Package google.cloud.aiplatform.v1beta1.schema.predict.instance

Index

TextEmbeddingPredictionInstance

Prediction input format for Text Embedding. LINT.IfChange

Fields
content

string

The main text content to embed.

title

string

Optional identifier of the text content.

task_type

TaskType

Optional downstream task the embeddings will be used for.

TaskType

Represents a downstream task the embeddings will be used for. next_id: 9

Enums
DEFAULT Unset value, which will default to one of the other enum values.
RETRIEVAL_QUERY Specifies the given text is a query in a search/retrieval setting.
RETRIEVAL_DOCUMENT Specifies the given text is a document from the corpus being searched.
SEMANTIC_SIMILARITY Specifies the given text will be used for STS.
CLASSIFICATION Specifies that the given text will be classified.
CLUSTERING Specifies that the embeddings will be used for clustering.
QUESTION_ANSWERING Specifies that the embeddings will be used for question answering.
FACT_VERIFICATION Specifies that the embeddings will be used for fact verification.
CODE_RETRIEVAL_QUERY Specifies that the embeddings will be used for code retrieval.
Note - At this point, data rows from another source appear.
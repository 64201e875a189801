//! Coordinate checks shared by the grid operations
//!
//! [`check_lon_lat_match`] is used after every transformation to confirm that
//! longitude and latitude values have not drifted, and [`monotonic_direction`]
//! guards the operations that need ordered axes.

use crate::errors::{GridError, GridResult};
use crate::grid::{FloatValue, Grid};
use ndarray::ArrayView1;

/// Anything that exposes named one-dimensional coordinates
pub trait CoordinateSource {
    /// Look up a coordinate by name
    ///
    /// Returns [`GridError::KeyNotFound`] if the coordinate does not exist.
    fn coordinate(&self, name: &str) -> GridResult<ArrayView1<'_, FloatValue>>;
}

impl CoordinateSource for Grid {
    fn coordinate(&self, name: &str) -> GridResult<ArrayView1<'_, FloatValue>> {
        self.coord_values(name)
    }
}

/// Ordering of a coordinate axis
#[derive(Copy, Clone, Debug, PartialEq, Eq)]
pub enum Direction {
    Increasing,
    Decreasing,
}

/// Determine whether `values` strictly increase or strictly decrease
///
/// An axis with fewer than two points is treated as increasing. Ties,
/// reversals and NaN values are rejected with [`GridError::InvalidInput`].
pub fn monotonic_direction(
    values: ArrayView1<'_, FloatValue>,
    name: &str,
) -> GridResult<Direction> {
    let steps: Vec<FloatValue> = values
        .windows(2)
        .into_iter()
        .map(|w| w[1] - w[0])
        .collect();

    if steps.iter().all(|&d| d > 0.0) {
        Ok(Direction::Increasing)
    } else if steps.iter().all(|&d| d < 0.0) {
        Ok(Direction::Decreasing)
    } else {
        Err(GridError::InvalidInput(format!(
            "{} values must increase or decrease monotonically",
            name
        )))
    }
}

/// Check whether longitude and latitude coordinates are equal
///
/// Both coordinates are compared element by element for exact equality.
/// Coordinates of different lengths do not match.
///
/// # Errors
///
/// [`GridError::KeyNotFound`] if either coordinate is missing from either source.
///
/// # Examples
///
/// ```rust
/// use climgrid_core::coords::check_lon_lat_match;
/// use climgrid_core::grid::Grid;
/// use ndarray::array;
///
/// let mut grid = Grid::new();
/// grid.insert_coord("lon", array![0.0, 180.0]).unwrap();
/// grid.insert_coord("lat", array![-45.0, 45.0]).unwrap();
///
/// assert!(check_lon_lat_match(&grid, &grid.clone(), "lon", "lat").unwrap());
/// ```
pub fn check_lon_lat_match<A, B>(
    first: &A,
    second: &B,
    lon_name: &str,
    lat_name: &str,
) -> GridResult<bool>
where
    A: CoordinateSource + ?Sized,
    B: CoordinateSource + ?Sized,
{
    let lon_match = first.coordinate(lon_name)? == second.coordinate(lon_name)?;
    let lat_match = first.coordinate(lat_name)? == second.coordinate(lat_name)?;
    Ok(lon_match && lat_match)
}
VideoGenerationModelInstance

An instance for a video generation prediction request.

Fields
prompt

string

A text description of the video you want to generate. The prompt should specify the subject, style, and any specific elements or actions that should appear in the video.

image

Image

An optional image to use as a starting point for video generation, used as the first frame of the generated video. If image is provided, video and reference_images cannot be used.

video

Video

An optional input video to use as a starting point for video generation. If video is provided, image and reference_images cannot be used. If mask is also provided, the input video will be edited based on the mask. If mask is not provided, the input video will be extended in duration.

last_frame

Image

Image to use as the last frame of the generated video. This field can only be used if image is also provided.

camera_control

string

The camera motion to apply to the generated video. This field can only be used if image is also provided. Supported values: - fixed: No camera motion. - pan_left: Pan camera to the left. - pan_right: Pan camera to the right. - tilt_up: Tilt camera up. - tilt_down: Tilt camera down. - truck_left: Move camera to the left. - truck_right: Move camera to the right. - pedestal_up: Move camera up. - pedestal_down: Move camera down. - push_in: Move camera closer to the subject. - pull_out: Move camera away from the subject.

mask

Mask

An optional mask to apply to the input video for video editing tasks like inserting or removing objects, or outpainting.

reference_images[]

ReferenceImage

Optional reference images to guide video generation. If reference_images are provided, prompt must also be provided, and image, video, and last_frame cannot be used. You can provide up to 3 asset images or 1 style image.

Image

Defines the input image format.

Fields
mime_type

string

The MIME type of the image. Supported MIME types: - image/jpeg - image/png

Union field data. The image data. The image can be provided as either base64 encoded bytes or a Google Cloud Storage URI. data can be only one of the following:
bytes_base64_encoded

string

The image bytes encoded in base64.

gcs_uri

string

A Google Cloud Storage URI pointing to the image file.

Mask

Defines the input mask format for video editing. A mask specifies regions of a video or image to modify or preserve.

Fields
mime_type

string

The MIME type of the mask. Supported MIME types: - image/png - image/jpeg - image/webp - video/mov - video/mpeg - video/mp4 - video/mpg - video/avi - video/wmv - video/mpegps - video/flv

mask_mode

string

Specifies how the mask is applied to the input video for editing. For insert, remove, and remove_static modes, the mask must have the same aspect ratio as the input video. For outpaint mode, the mask can be 9:16 or 16:9. Supported values: - insert: The mask defines a rectangular region in the first frame of the input video. The object described in the prompt is inserted into this region and appears in subsequent frames. - remove: The mask identifies an object in the first frame to track and remove from the video. - remove_static: The mask identifies a static region in the video from which to remove objects. - outpaint: The mask defines a region where the input video is placed. The area outside this region is generated based on the prompt. Video masks are not supported for outpainting.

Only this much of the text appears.